Serbian football club

FK Sevojno (ФК Севојно) is a football club based in Sevojno, Užice, Serbia. They compete in the Drina Zone League, the fourth tier of the national league system.

==History==
The beginnings of the club coincided with the construction of a local copper rolling mill, which broke ground in May 1950. The workers played their first friendly game against Sloboda Užice on 25 June, winning 1–0. The official club was formed on 7 July 1951 as FK Radnički. The first game took place on 2 August, a 3–2 loss to Borac Čačak. In 1961, the club became known as FK Sevojno.

The club enjoyed most success during the 2000s under the managerial reign of Ljubiša Stamenković over two spells. They finished as runners-up of the Serbian League West for the second consecutive time in 2004–05, earning a spot in the promotion play-offs. The club subsequently defeated Železničar Niš and Radnički Obrenovac to qualify for the Serbian First League, reaching the second tier for the first time in history. They placed eight in their debut appearance.

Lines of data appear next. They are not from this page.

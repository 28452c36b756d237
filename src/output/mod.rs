//! Output module for crawl reports
//!
//! This module handles:
//! - Encoding a [`ResultSet`](crate::crawler::ResultSet) as CSV
//! - Writing the report to a file or stdout
//! - Summary statistics logged at the end of a run

mod csv_output;
pub mod stats;

pub use csv_output::{encode_csv, write_report, CSV_HEADER};
pub use stats::{log_statistics, ReportStatistics};
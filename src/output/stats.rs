//! Summary statistics for a finished crawl

use crate::crawler::ResultSet;
use crate::extract::UNKNOWN_DATE;

/// Counts derived from a [`ResultSet`]
#[derive(Debug, Clone, Copy, Default, PartialEq, Eq)]
pub struct ReportStatistics {
    pub total_records: usize,
    pub seed_records: usize,
    pub discovered_records: usize,

    /// Records whose date could not be determined
    pub unknown_dates: usize,

    /// Records with an empty title
    pub untitled: usize,
}

impl ReportStatistics {
    pub fn from_results(results: &ResultSet) -> Self {
        let mut stats = Self {
            total_records: results.len(),
            seed_records: results.seed_results().len(),
            discovered_records: results.discovered_results().len(),
            ..Self::default()
        };

        for record in results.records() {
            if record.last_updated == UNKNOWN_DATE {
                stats.unknown_dates += 1;
            }
            if record.title.is_empty() {
                stats.untitled += 1;
            }
        }

        stats
    }

    /// Share of records with a known date, in percent
    pub fn date_coverage(&self) -> f64 {
        if self.total_records == 0 {
            return 0.0;
        }
        let dated = self.total_records - self.unknown_dates;
        (dated as f64 / self.total_records as f64) * 100.0
    }
}

/// Logs the statistics at `info`
///
/// Goes through `tracing` rather than stdout, which may be carrying the CSV.
pub fn log_statistics(stats: &ReportStatistics) {
    tracing::info!(
        "Report: {} records ({} seed, {} discovered)",
        stats.total_records,
        stats.seed_records,
        stats.discovered_records
    );
    tracing::info!(
        "Date coverage: {:.1}% ({} unknown), {} untitled pages",
        stats.date_coverage(),
        stats.unknown_dates,
        stats.untitled
    );
}
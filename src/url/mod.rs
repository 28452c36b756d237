//! URL handling module for Docs-Survey
//!
//! This module provides URL canonicalization and domain checks. Every URL
//! comparison in the crawler goes through [`CanonicalUrl`].

mod domain;
mod normalize;

// Re-export main functions
pub use domain::{extract_domain, is_same_domain};
pub use normalize::{canonicalize, canonicalize_url, try_canonicalize, CanonicalUrl};
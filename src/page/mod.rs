//! Parsed page capability
//!
//! Extraction and link discovery only need a handful of structural queries
//! over a page: "give me the elements matching this selector", "give me the
//! visible text", "give me the anchors inside these regions". The
//! [`ParsedPage`] trait captures exactly that, so the heuristics never touch a
//! concrete DOM API. [`HtmlPage`] implements it on top of `scraper`.

mod html;

pub use html::HtmlPage;

use crate::url::CanonicalUrl;

/// A matched element, flattened to what the heuristics need
#[derive(Debug, Clone, PartialEq, Eq)]
pub struct PageElement {
    /// Lowercase tag name
    pub name: String,

    /// Visible text with whitespace collapsed and trimmed
    pub text: String,

    /// Attributes in document order
    pub attributes: Vec<(String, String)>,
}

impl PageElement {
    /// Returns the value of an attribute, if present
    pub fn attr(&self, name: &str) -> Option<&str> {
        self.attributes
            .iter()
            .find(|(key, _)| key.eq_ignore_ascii_case(name))
            .map(|(_, value)| value.as_str())
    }
}

/// An anchor found inside a navigation region
#[derive(Debug, Clone, PartialEq, Eq)]
pub struct Anchor {
    /// Visible text of the anchor
    pub text: String,

    /// Raw `href` attribute value
    pub href: String,

    /// Full text of the nearest enclosing container element, if any. The
    /// navigation region itself and anything above it are candidates too.
    pub container_text: Option<String>,
}

/// Structural query interface over a parsed page
pub trait ParsedPage {
    /// The canonical URL the page was fetched from
    fn url(&self) -> &CanonicalUrl;

    /// Returns every element matching a CSS selector, in document order
    ///
    /// An invalid selector matches nothing.
    fn select(&self, selector: &str) -> Vec<PageElement>;

    /// Returns the text a reader would see, excluding scripts and styles
    fn visible_text(&self) -> String;

    /// Returns the anchors with an `href` inside every element matching
    /// `region_selector`
    ///
    /// `container_tags` names the elements that count as an anchor's
    /// enclosing container.
    fn anchors_in(&self, region_selector: &str, container_tags: &[&str]) -> Vec<Anchor>;

    /// Returns the first element matching a CSS selector
    fn first(&self, selector: &str) -> Option<PageElement> {
        self.select(selector).into_iter().next()
    }
}

/// Collapses runs of whitespace into single spaces and trims the ends
pub fn collapse_whitespace(text: &str) -> String {
    text.split_whitespace().collect::<Vec<_>>().join(" ")
}
//! Crawl result records

use crate::url::CanonicalUrl;

/// One row of the report: a successfully fetched page
#[derive(Debug, Clone, PartialEq, Eq)]
pub struct PageRecord {
    /// Page title, possibly empty
    pub title: String,

    /// Canonical URL the page was fetched from
    pub url: CanonicalUrl,

    /// Formatted date, or `"UNKNOWN"`
    pub last_updated: String,
}

impl PageRecord {
    pub fn new(title: String, url: CanonicalUrl, last_updated: String) -> Self {
        Self {
            title,
            url,
            last_updated,
        }
    }
}

/// Seed or discovered, decided once when the record is created
#[derive(Debug, Clone, Copy, PartialEq, Eq, Hash)]
pub enum Classification {
    /// The page's URL was part of the crawl input
    Seed,
    /// The page was reached through navigation links
    Discovered,
}

/// Records collected by a crawl, split by classification
///
/// Each group keeps traversal order. [`ResultSet::records`] yields seed
/// records first.
#[derive(Debug, Clone, Default, PartialEq, Eq)]
pub struct ResultSet {
    seed_results: Vec<PageRecord>,
    discovered_results: Vec<PageRecord>,
}

impl ResultSet {
    pub fn new() -> Self {
        Self::default()
    }

    /// Appends a record to the group named by `classification`
    pub fn push(&mut self, record: PageRecord, classification: Classification) {
        match classification {
            Classification::Seed => self.seed_results.push(record),
            Classification::Discovered => self.discovered_results.push(record),
        }
    }

    /// Records whose URL was a seed, in traversal order
    pub fn seed_results(&self) -> &[PageRecord] {
        &self.seed_results
    }

    /// Records reached through links, in traversal order
    pub fn discovered_results(&self) -> &[PageRecord] {
        &self.discovered_results
    }

    /// All records, seed group first
    pub fn records(&self) -> impl Iterator<Item = &PageRecord> {
        self.seed_results.iter().chain(self.discovered_results.iter())
    }

    pub fn len(&self) -> usize {
        self.seed_results.len() + self.discovered_results.len()
    }

    pub fn is_empty(&self) -> bool {
        self.len() == 0
    }
}

#[cfg(test)]
mod tests {
    use super::*;
    use crate::url::canonicalize;

    fn record(path: &str) -> PageRecord {
        let url = canonicalize(&format!("https://x.com{}", path), None).unwrap();
        PageRecord::new(path.to_string(), url, "UNKNOWN".to_string())
    }

    #[test]
    fn test_seed_records_come_first() {
        let mut results = ResultSet::new();
        results.push(record("/d1"), Classification::Discovered);
        results.push(record("/s1"), Classification::Seed);
        results.push(record("/d2"), Classification::Discovered);
        results.push(record("/s2"), Classification::Seed);

        let titles: Vec<_> = results.records().map(|r| r.title.as_str()).collect();
        assert_eq!(titles, vec!["/s1", "/s2", "/d1", "/d2"]);
        assert_eq!(results.len(), 4);
        assert_eq!(results.seed_results().len(), 2);
        assert_eq!(results.discovered_results().len(), 2);
    }

    #[test]
    fn test_empty() {
        assert!(ResultSet::new().is_empty());
    }
}
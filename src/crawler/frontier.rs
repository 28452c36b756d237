//! Crawl frontier: seed set, visited set, queued set and the FIFO queue
//!
//! The frontier guarantees that each canonical URL is scheduled, and so
//! fetched, at most once over the lifetime of a crawl. `queued` is kept
//! separately from `visited` so a URL discovered from several pages while it
//! is still waiting in the queue is not pushed twice.

use crate::url::CanonicalUrl;
use std::collections::{HashSet, VecDeque};

/// Traversal bookkeeping for a single crawl
#[derive(Debug, Default)]
pub struct Frontier {
    /// URLs supplied as crawl input
    seeds: HashSet<CanonicalUrl>,

    /// URLs already handed out by `dequeue`
    visited: HashSet<CanonicalUrl>,

    /// URLs ever enqueued (superset of `visited`)
    queued: HashSet<CanonicalUrl>,

    /// URLs waiting to be fetched, oldest first
    queue: VecDeque<CanonicalUrl>,
}

impl Frontier {
    /// Creates an empty frontier
    pub fn new() -> Self {
        Self::default()
    }

    /// Seeds the frontier with the crawl input
    ///
    /// Input order is preserved; duplicates collapse to their first
    /// occurrence. The seed set is fixed from here on.
    pub fn seed<I>(&mut self, urls: I)
    where
        I: IntoIterator<Item = CanonicalUrl>,
    {
        for url in urls {
            self.seeds.insert(url.clone());
            self.enqueue_if_new(url);
        }
    }

    /// Pops the next URL in FIFO order and marks it visited
    ///
    /// Returns `None` once the queue is exhausted.
    pub fn dequeue(&mut self) -> Option<CanonicalUrl> {
        let url = self.queue.pop_front()?;
        self.visited.insert(url.clone());
        Some(url)
    }

    /// Schedules a URL unless it has been scheduled before
    ///
    /// Returns true if the URL was added to the queue.
    pub fn enqueue_if_new(&mut self, url: CanonicalUrl) -> bool {
        if self.queued.contains(&url) {
            return false;
        }

        self.queued.insert(url.clone());
        self.queue.push_back(url);
        true
    }

    /// Returns true if the URL was part of the crawl input
    pub fn is_seed(&self, url: &CanonicalUrl) -> bool {
        self.seeds.contains(url)
    }

    /// Returns true if the URL has already been dequeued
    pub fn is_visited(&self, url: &CanonicalUrl) -> bool {
        self.visited.contains(url)
    }

    /// Number of URLs waiting to be fetched
    pub fn pending(&self) -> usize {
        self.queue.len()
    }

    /// Number of URLs handed out so far
    pub fn visited_count(&self) -> usize {
        self.visited.len()
    }

    /// Number of distinct seed URLs
    pub fn seed_count(&self) -> usize {
        self.seeds.len()
    }

    /// Returns true when nothing is left to fetch
    pub fn is_exhausted(&self) -> bool {
        self.queue.is_empty()
    }
}
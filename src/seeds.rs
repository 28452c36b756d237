//! Seed list loading
//!
//! A seed file is a newline-delimited list of absolute URLs. Lines are
//! trimmed and blank lines are ignored; there is no comment syntax.

use crate::url::{try_canonicalize, CanonicalUrl};
use crate::CrawlError;
use std::path::Path;

/// Splits seed file content into raw URL strings
pub fn parse_seed_list(content: &str) -> Vec<String> {
    content
        .lines()
        .map(str::trim)
        .filter(|line| !line.is_empty())
        .map(str::to_string)
        .collect()
}

/// Reads a seed file
///
/// # Returns
///
/// * `Ok(Vec<String>)` - At least one non-blank line
/// * `Err(CrawlError::MissingSeeds)` - The file is missing, unreadable or empty
pub fn load_seeds(path: &Path) -> Result<Vec<String>, CrawlError> {
    let content = std::fs::read_to_string(path).map_err(|e| {
        CrawlError::MissingSeeds(format!("cannot read seed file {}: {}", path.display(), e))
    })?;

    let seeds = parse_seed_list(&content);
    if seeds.is_empty() {
        return Err(CrawlError::MissingSeeds(format!(
            "seed file {} contains no URLs",
            path.display()
        )));
    }

    tracing::info!("Loaded {} seed URLs from {}", seeds.len(), path.display());
    Ok(seeds)
}

/// Canonicalizes raw seed URLs, dropping the ones that are not valid
pub fn canonical_seeds(raw: &[String]) -> Vec<CanonicalUrl> {
    raw.iter()
        .filter_map(|seed| match try_canonicalize(seed, None) {
            Ok(url) => Some(url),
            Err(e) => {
                tracing::warn!("Ignoring invalid seed URL {:?}: {}", seed, e);
                None
            }
        })
        .collect()
}
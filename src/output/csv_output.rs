//! CSV report encoding
//!
//! The header row is written verbatim; every data row has its three fields
//! quoted, with embedded quotes doubled. Rows end in CRLF, including the last.

use crate::config::OutputConfig;
use crate::crawler::ResultSet;
use crate::CrawlError;
use csv::{QuoteStyle, Terminator, WriterBuilder};
use std::io::Write;
use std::path::Path;

/// Header row, without its terminator
pub const CSV_HEADER: &str = "Title,URL,LastUpdated";

/// Encodes all records, seed records first
pub fn encode_csv(results: &ResultSet) -> Result<Vec<u8>, CrawlError> {
    let mut buffer = Vec::new();
    buffer.extend_from_slice(CSV_HEADER.as_bytes());
    buffer.extend_from_slice(b"\r\n");

    let mut writer = WriterBuilder::new()
        .has_headers(false)
        .quote_style(QuoteStyle::Always)
        .terminator(Terminator::CRLF)
        .from_writer(buffer);

    for record in results.records() {
        writer.write_record([
            record.title.as_str(),
            record.url.as_str(),
            record.last_updated.as_str(),
        ])?;
    }

    writer.into_inner().map_err(|e| CrawlError::Io(e.into_error()))
}

/// Writes the report to the configured path, or to stdout when it is `"-"`
///
/// Nothing is written if encoding fails.
pub fn write_report(results: &ResultSet, output: &OutputConfig) -> Result<(), CrawlError> {
    let encoded = encode_csv(results)?;
    let csv_path = output.csv_path.as_str();

    if output.is_stdout() {
        let mut stdout = std::io::stdout().lock();
        stdout.write_all(&encoded)?;
        stdout.flush()?;
    } else {
        std::fs::write(Path::new(csv_path), &encoded)?;
        tracing::info!("Wrote {} records to {}", results.len(), csv_path);
    }

    Ok(())
}
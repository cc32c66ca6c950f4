use alloy_primitives::Address;
use anyhow::{Context, Result};
use clap::Parser;
use etherpulse::{
    config::*,
    rpc_source::*,
    theme::{Theme, Tone},
    types::ScanWindow,
    vitals::*,
};
use indicatif::{ProgressBar, ProgressStyle};
use std::{collections::HashSet, path::PathBuf, time::Duration};
use tokio_util::sync::CancellationToken;
use tracing::{info, warn};
use tracing_subscriber::EnvFilter;

/// EtherPulse: vital signs of a smart contract over its most recent blocks.
#[derive(Parser, Debug)]
#[command(name = "etherpulse", version)]
struct Args {
    /// Address of the contract to examine.
    contract: String,
    /// Scan depth in blocks, counted back from the chain head.
    #[arg(short = 'b', long, default_value = "1000", allow_negative_numbers = true)]
    blocks: i64,
    /// Number of blocks fetched concurrently.
    #[arg(short = 'c', long, default_value = "1")]
    concurrency: usize,
    /// Per-request timeout in seconds, for the handshake and every block fetch.
    #[arg(short = 't', long, default_value = "30", value_parser = clap::value_parser!(u64).range(1..))]
    timeout: u64,
    /// File of already-known sender addresses, one per line.
    #[arg(long)]
    known_senders: Option<PathBuf>,
    /// JSON-RPC endpoint to use instead of the one built from the environment.
    #[arg(long)]
    rpc_url: Option<String>,
    /// Do not draw a progress bar.
    #[arg(long)]
    no_progress: bool,
}

/// Draws the progress bar and prints skipped blocks above it.
struct ProgressObserver {
    bar: ProgressBar,
    theme: Theme,
}

impl ProgressObserver {
    fn new(bar: ProgressBar, theme: Theme) -> Self {
        let style = ProgressStyle::with_template("{msg} [{bar:40}] {pos}/{len} ({eta})")
            .unwrap_or_else(|_| ProgressStyle::default_bar())
            .progress_chars("=> ");
        bar.set_style(style);
        bar.set_message(theme.paint("Recording cardiogram", Tone::Info));
        Self { bar, theme }
    }

    fn say(&self, line: String) {
        if self.bar.is_hidden() {
            println!("{}", line);
        } else {
            self.bar.println(line);
        }
    }

    fn finish(&self) {
        self.bar.finish_and_clear();
    }
}

impl ScanObserver for ProgressObserver {
    fn on_window(&self, target: &Address, window: &ScanWindow) {
        self.say(String::new());
        self.say(self.theme.strong("Starting EtherPulse monitor...", Tone::Header));
        self.say(format!(
            "TARGET: {}",
            self.theme.paint(&target.to_string(), Tone::Accent)
        ));
        self.say(format!(
            "DEPTH: {}",
            self.theme.paint(
                &format!("{} blocks ({} to {})", window.len(), window.start, window.end),
                Tone::Accent
            )
        ));
        self.bar.set_length(window.len());
    }

    fn on_block(&self, event: &BlockEvent) {
        if let BlockEvent::Skipped { height, reason } = event {
            self.say(
                self.theme
                    .paint(&format!("Interference on block {height}: {reason}"), Tone::Warning),
            );
        }
        self.bar.inc(1);
    }
}

#[tokio::main]
async fn main() -> Result<()> {
    tracing_subscriber::fmt()
        .with_env_filter(EnvFilter::try_from_default_env().unwrap_or_else(|_| EnvFilter::new("warn")))
        .with_writer(std::io::stderr)
        .init();

    let args = Args::parse();
    let theme = Theme::detect();

    let mut config = Config::from_env().with_request_timeout(Duration::from_secs(args.timeout));
    if let Some(rpc_url) = &args.rpc_url {
        config = config.with_rpc_url(rpc_url.clone());
    }

    let known_senders = match &args.known_senders {
        Some(path) => {
            let known = load_known_senders(path)?;
            info!("Loaded {} known senders from {}", known.len(), path.display());
            known
        }
        None => HashSet::new(),
    };

    let source = match connect(&config).await {
        Ok(source) => source,
        Err(err) => {
            println!("{}", theme.paint(&err.to_string(), Tone::Fail));
            if let ConnectError::Configuration(_) = err {
                println!(
                    "Create a {} file with your key, formatted as {}=\"abcdef1234567890\", or pass --rpc-url.",
                    theme.strong(".env", Tone::Accent),
                    PROJECT_ID_VAR
                );
            }
            return Err(anyhow::Error::new(err).context("No connection to the Ethereum network"));
        }
    };
    println!(
        "{}",
        theme.paint("Connected to the network. Monitor is ready.", Tone::Good)
    );

    let options = ScanOptions {
        concurrency: args.concurrency,
        fetch_timeout: Duration::from_secs(args.timeout),
        known_senders,
    };

    let cancel = CancellationToken::new();
    let interrupt = cancel.clone();
    tokio::spawn(async move {
        if tokio::signal::ctrl_c().await.is_ok() {
            warn!("Interrupt received, reporting partial results");
            interrupt.cancel();
        }
    });

    let bar = if args.no_progress {
        ProgressBar::hidden()
    } else {
        ProgressBar::new(0)
    };
    let observer = ProgressObserver::new(bar, theme);
    let report = scan_vitals(
        &source,
        &args.contract,
        args.blocks,
        &options,
        &observer,
        &cancel,
    )
    .await;
    observer.finish();

    let report = report.context("Vitals scan failed")?;
    println!();
    print!("{}", theme.render_report(&report));

    Ok(())
}

#[cfg(test)]
mod tests {
    use super::*;
    use clap::CommandFactory;

    const USDT: &str = "0xdac17f958d2ee523a2206206994597c13d831ec7";

    #[test]
    fn command_definition_is_consistent() {
        Args::command().debug_assert();
    }

    #[test]
    fn defaults_match_the_documented_scan() {
        let args = Args::try_parse_from(["etherpulse", USDT]).unwrap();
        assert_eq!(args.contract, USDT);
        assert_eq!(args.blocks, 1000);
        assert_eq!(args.concurrency, 1);
        assert_eq!(args.timeout, 30);
        assert!(args.known_senders.is_none());
        assert!(args.rpc_url.is_none());
        assert!(!args.no_progress);
    }

    #[test]
    fn negative_depth_reaches_the_scanner() {
        let args = Args::try_parse_from(["etherpulse", USDT, "-b", "-5"]).unwrap();
        assert_eq!(args.blocks, -5);

        let args = Args::try_parse_from(["etherpulse", USDT, "--blocks", "0"]).unwrap();
        assert_eq!(args.blocks, 0);
    }

    #[test]
    fn contract_is_required() {
        let err = Args::try_parse_from(["etherpulse"]).unwrap_err();
        assert_eq!(err.kind(), clap::error::ErrorKind::MissingRequiredArgument);
    }

    #[test]
    fn zero_timeout_is_rejected() {
        assert!(Args::try_parse_from(["etherpulse", USDT, "-t", "0"]).is_err());
    }

    #[test]
    fn remaining_flags_parse() {
        let args = Args::try_parse_from([
            "etherpulse",
            USDT,
            "-c",
            "8",
            "-t",
            "5",
            "--known-senders",
            "known.txt",
            "--rpc-url",
            "http://localhost:8545",
            "--no-progress",
        ])
        .unwrap();
        assert_eq!(args.concurrency, 8);
        assert_eq!(args.timeout, 5);
        assert_eq!(args.known_senders, Some(PathBuf::from("known.txt")));
        assert_eq!(args.rpc_url.as_deref(), Some("http://localhost:8545"));
        assert!(args.no_progress);
    }
}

After narrowly avoiding relegation in 2007–08, the club brought back Stamenković as manager and went on to finish as runners-up in the 2008–09 Serbian Cup. They managed to upset Red Star Belgrade in the semi-final, but eventually lost 3–0 to Partizan in the final. As a result, the club automatically earned a spot in the 2009–10 UEFA Europa League, gaining the license despite competing in the second tier of Serbian football. They would eliminate Lithuanian side Kaunas on the away goals rule in the second qualifying round. However, the club exited the competition in the next round, losing 4–0 on aggregate to Lille. They also finished the season as runners-up in the Serbian First League and gained promotion to the Serbian SuperLiga. After years of speculation, the club officially merged with Sloboda Užice on 30 June 2010.

==Honours==
Zlatibor District League (Tier 5)
- 2010–11, 2015–16

==Recent league history==

| Season | Division | P | W | D | L | F | A | Pts | Pos |
|---|---|---|---|---|---|---|---|---|---|
| 2020–21 | Serbian League Vojvodina | 38 | 12 | 5 | 21 | 48 | 73 | 41 | 15th |
| 2021–22 | Vojvodina League North | 30 | 17 | 6 | 7 | 69 | 43 | 57 | 2nd |
| 2022–23 | Vojvodina League North | 30 | 13 | 3 | 14 | 63 | 48 | 42 | 7th |
| 2023–24 | Vojvodina League North | 30 | 13 | 4 | 13 | 49 | 54 | 43 | 9th |
| 2024–25 | Vojvodina League North | 30 | 7 | 7 | 16 | 32 | 45 | 28 | 14th |

==European record==

| Season | Competition | Round | Opponent | Score | Aggregate |
| 2009–10 | Europa League | Second qualifying round | LTU Kaunas | 0–0 (H), 1–1 (A) | 1–1 |
| Third qualifying round | FRA Lille | 0–2 (H), 0–2 (A) | 0–4 |

==Notable players==
This is a list of players who have played at full international level.
- ARM Ognjen Čančarević
- SLV Vladan Vićević
- SRB Bojan Isailović
- SRB Nikola Maksimović
- SCG Radivoje Manić
For a list of all FK Sevojno players with a Wikipedia article, see :Category:FK Sevojno players.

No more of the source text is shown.